Nessun componente di casa Cupiello riesce a ritrovarsi, a riconoscersi, davanti al Presepe che ogni anno il capofamiglia ricompone. Nessuno sa gioire più di quella innocenza fanciullesca che nella sua assoluta cecità Luca Cupiello si ostina a perseguire: la moglie lo maledice per quell’ostinazione che lo allontana dalla sacralità reale della famiglia; il figlio maschio si impunta con sorprendente coerenza, affermando deciso di non provare nessun piacere nel Presepe del padre; il fratello di Luca nemmeno lo vede.
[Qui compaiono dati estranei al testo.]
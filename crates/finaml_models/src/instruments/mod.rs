//! Financial instrument definitions.
//!
//! # Architecture
//!
//! Uses enum dispatch (NOT trait objects):
//! - `Instrument` is a closed variant over exactly three shapes
//! - Every consumer matches exhaustively, so a new shape cannot be silently
//!   ignored
//! - Each shape implements `finaml_core::traits::Valuable`
//!
//! Instruments are immutable once constructed. Constructors validate their
//! arguments, so an `Instrument` value is always well formed.
//!
//! # Examples
//!
//! ```
//! use finaml_models::instruments::{Instrument, InstrumentKind, OptionKind};
//!
//! let portfolio = vec![
//!     Instrument::stock("AAPL", 150.0).unwrap(),
//!     Instrument::bond("XYZ", 1000.0, 0.05).unwrap(),
//!     Instrument::option(OptionKind::Call, "AAPL", 160.0, "2023-12-31", 0.2).unwrap(),
//! ];
//!
//! let kinds: Vec<InstrumentKind> = portfolio.iter().map(Instrument::kind).collect();
//! assert_eq!(
//!     kinds,
//!     vec![InstrumentKind::Stock, InstrumentKind::Bond, InstrumentKind::Option]
//! );
//! ```

mod bond;
mod error;
mod option;
mod stock;

pub use bond::Bond;
pub use error::InstrumentError;
pub use option::{EquityOption, OptionKind};
pub use stock::Stock;

use std::fmt;

use finaml_core::traits::Valuable;
use finaml_core::types::Expiration;

/// Discriminant of an [`Instrument`].
#[derive(Debug, Clone, Copy, PartialEq, Eq, Hash)]
pub enum InstrumentKind {
    /// Listed stock
    Stock,
    /// Fixed-coupon bond
    Bond,
    /// Vanilla option
    Option,
}

impl InstrumentKind {
    /// Lower-case name.
    pub fn name(&self) -> &'static str {
        match self {
            Self::Stock => "stock",
            Self::Bond => "bond",
            Self::Option => "option",
        }
    }
}

/// Unified instrument enum for static dispatch.
///
/// # Variants
/// - `Stock`: listed equity at a quoted price
/// - `Bond`: fixed-coupon bond
/// - `Option`: vanilla call or put
#[derive(Debug, Clone, PartialEq)]
pub enum Instrument {
    /// Listed stock
    Stock(Stock),
    /// Fixed-coupon bond
    Bond(Bond),
    /// Vanilla option
    Option(EquityOption),
}

impl Instrument {
    /// Creates a stock instrument.
    pub fn stock(ticker: impl Into<String>, price: f64) -> Result<Self, InstrumentError> {
        Stock::new(ticker, price).map(Instrument::Stock)
    }

    /// Creates a bond instrument.
    pub fn bond(
        ticker: impl Into<String>,
        face_value: f64,
        coupon_rate: f64,
    ) -> Result<Self, InstrumentError> {
        Bond::new(ticker, face_value, coupon_rate).map(Instrument::Bond)
    }

    /// Creates an option instrument.
    pub fn option(
        kind: OptionKind,
        underlying: impl Into<String>,
        strike: f64,
        expiration: impl Into<Expiration>,
        volatility: f64,
    ) -> Result<Self, InstrumentError> {
        EquityOption::new(kind, underlying, strike, expiration, volatility).map(Instrument::Option)
    }

    /// Returns the discriminant.
    #[inline]
    pub fn kind(&self) -> InstrumentKind {
        match self {
            Instrument::Stock(_) => InstrumentKind::Stock,
            Instrument::Bond(_) => InstrumentKind::Bond,
            Instrument::Option(_) => InstrumentKind::Option,
        }
    }

    /// Ticker of the instrument (the underlying's ticker for options).
    #[inline]
    pub fn ticker(&self) -> &str {
        match self {
            Instrument::Stock(stock) => stock.ticker(),
            Instrument::Bond(bond) => bond.ticker(),
            Instrument::Option(option) => option.underlying(),
        }
    }

    /// Returns the option payload, if this is an option.
    #[inline]
    pub fn as_option(&self) -> Option<&EquityOption> {
        match self {
            Instrument::Option(option) => Some(option),
            Instrument::Stock(_) | Instrument::Bond(_) => None,
        }
    }
}

impl Valuable for Instrument {
    #[inline]
    fn present_value(&self) -> f64 {
        match self {
            Instrument::Stock(stock) => stock.present_value(),
            Instrument::Bond(bond) => bond.present_value(),
            Instrument::Option(option) => option.present_value(),
        }
    }

    #[inline]
    fn future_value(&self, periods: f64, growth_rate: f64) -> f64 {
        match self {
            Instrument::Stock(stock) => stock.future_value(periods, growth_rate),
            Instrument::Bond(bond) => bond.future_value(periods, growth_rate),
            Instrument::Option(option) => option.future_value(periods, growth_rate),
        }
    }
}

impl From<Stock> for Instrument {
    fn from(stock: Stock) -> Self {
        Instrument::Stock(stock)
    }
}

impl From<Bond> for Instrument {
    fn from(bond: Bond) -> Self {
        Instrument::Bond(bond)
    }
}

impl From<EquityOption> for Instrument {
    fn from(option: EquityOption) -> Self {
        Instrument::Option(option)
    }
}

impl fmt::Display for Instrument {
    fn fmt(&self, f: &mut fmt::Formatter<'_>) -> fmt::Result {
        match self {
            Instrument::Stock(stock) => fmt::Display::fmt(stock, f),
            Instrument::Bond(bond) => fmt::Display::fmt(bond, f),
            Instrument::Option(option) => fmt::Display::fmt(option, f),
        }
    }
}

#[cfg(test)]
mod tests {
    use super::*;

    #[test]
    fn test_kind_discriminator() {
        assert_eq!(
            Instrument::stock("AAPL", 1.0).unwrap().kind(),
            InstrumentKind::Stock
        );
        assert_eq!(
            Instrument::bond("XYZ", 1.0, 0.0).unwrap().kind(),
            InstrumentKind::Bond
        );
        assert_eq!(
            Instrument::option(OptionKind::Put, "AAPL", 1.0, "2024-01-01", 0.1)
                .unwrap()
                .kind(),
            InstrumentKind::Option
        );
    }

    #[test]
    fn test_ticker_of_option_is_underlying() {
        let opt = Instrument::option(OptionKind::Call, "MSFT", 300.0, "2024-03-15", 0.25).unwrap();
        assert_eq!(opt.ticker(), "MSFT");
    }

    #[test]
    fn test_as_option() {
        let stock = Instrument::stock("AAPL", 150.0).unwrap();
        assert!(stock.as_option().is_none());

        let opt = Instrument::option(OptionKind::Call, "AAPL", 160.0, "2023-12-31", 0.2).unwrap();
        assert_eq!(opt.as_option().map(EquityOption::strike), Some(160.0));
    }

    #[test]
    fn test_constructor_errors_propagate() {
        assert!(Instrument::stock("AAPL", -150.0).is_err());
        assert!(Instrument::bond("XYZ", -1000.0, 0.05).is_err());
        assert!(Instrument::option(OptionKind::Call, "AAPL", -1.0, "x", 0.2).is_err());
    }

    #[test]
    fn test_valuable_dispatch() {
        let bond = Instrument::bond("XYZ", 1000.0, 0.0).unwrap();
        assert_eq!(bond.present_value(), 1000.0);
        assert_eq!(bond.future_value(3.0, 0.5), 1000.0);
    }

    #[test]
    fn test_display_delegates() {
        let stock: Instrument = Stock::new("AAPL", 150.0).unwrap().into();
        assert_eq!(stock.to_string(), "Stock(ticker=AAPL, price=150)");
    }

    #[test]
    fn test_kind_names() {
        assert_eq!(InstrumentKind::Stock.name(), "stock");
        assert_eq!(InstrumentKind::Bond.name(), "bond");
        assert_eq!(InstrumentKind::Option.name(), "option");
    }
}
La figlia è l’unica ad avere il coraggio di distruggerlo, di farlo a pezzi, ma nonostante questo Luca Cupiello prova a ricostruirlo, più grande, più splendente. Solo davanti agli occhi di uno sconosciuto, l’amante della figlia che deride quell’opera di cartapesta, il pater familias comincia a incrinarsi e con lui perde forza quell’idea di famiglia simbolica per cui tanto ha lottato. Tema oggi come non mai tanto attuale.

durata: 3h con intervallo

“Te piace o’ preseppio?” è una battuta leggendaria, cucita addosso al viso scavato di Eduardo. Ora un intrepido Fausto Russo Alesi si avventura in solitaria alla scoperta del Natale in casa Cupiello. In solitaria, sì, perché è solo lui, e lui soltanto, a dare la voce a tutti i personaggi di questa famosissima commedia, ironica e amara, in cui tutti sono incapaci di parlarsi apertamente e vivono, nonostante l’ombrello familiare, nella più totale solitudine. Vedremo allora il giovane Fausto dibattersi in scena fra interlocutori inesistenti, girare il capo più volte, di qua e di là, come a cercare di comunicare con i corpi immaginari di Concetta, Tommasino, Ninuccia. Eppure, nella bella avventura di questa insolita versione, la commedia esce forte e rinvigorita, senza che lo spettatore perda un grammo della sua indiscussa efficacia teatrale. Ne ha merito il talento di questo attore portentoso, che solo con la sua fisicità crea davanti ai nostri occhi le stanze, gli intrecci, gli ambienti, l’universo di Luca Cupiello. E in questo universo si rende conto di essersi perso.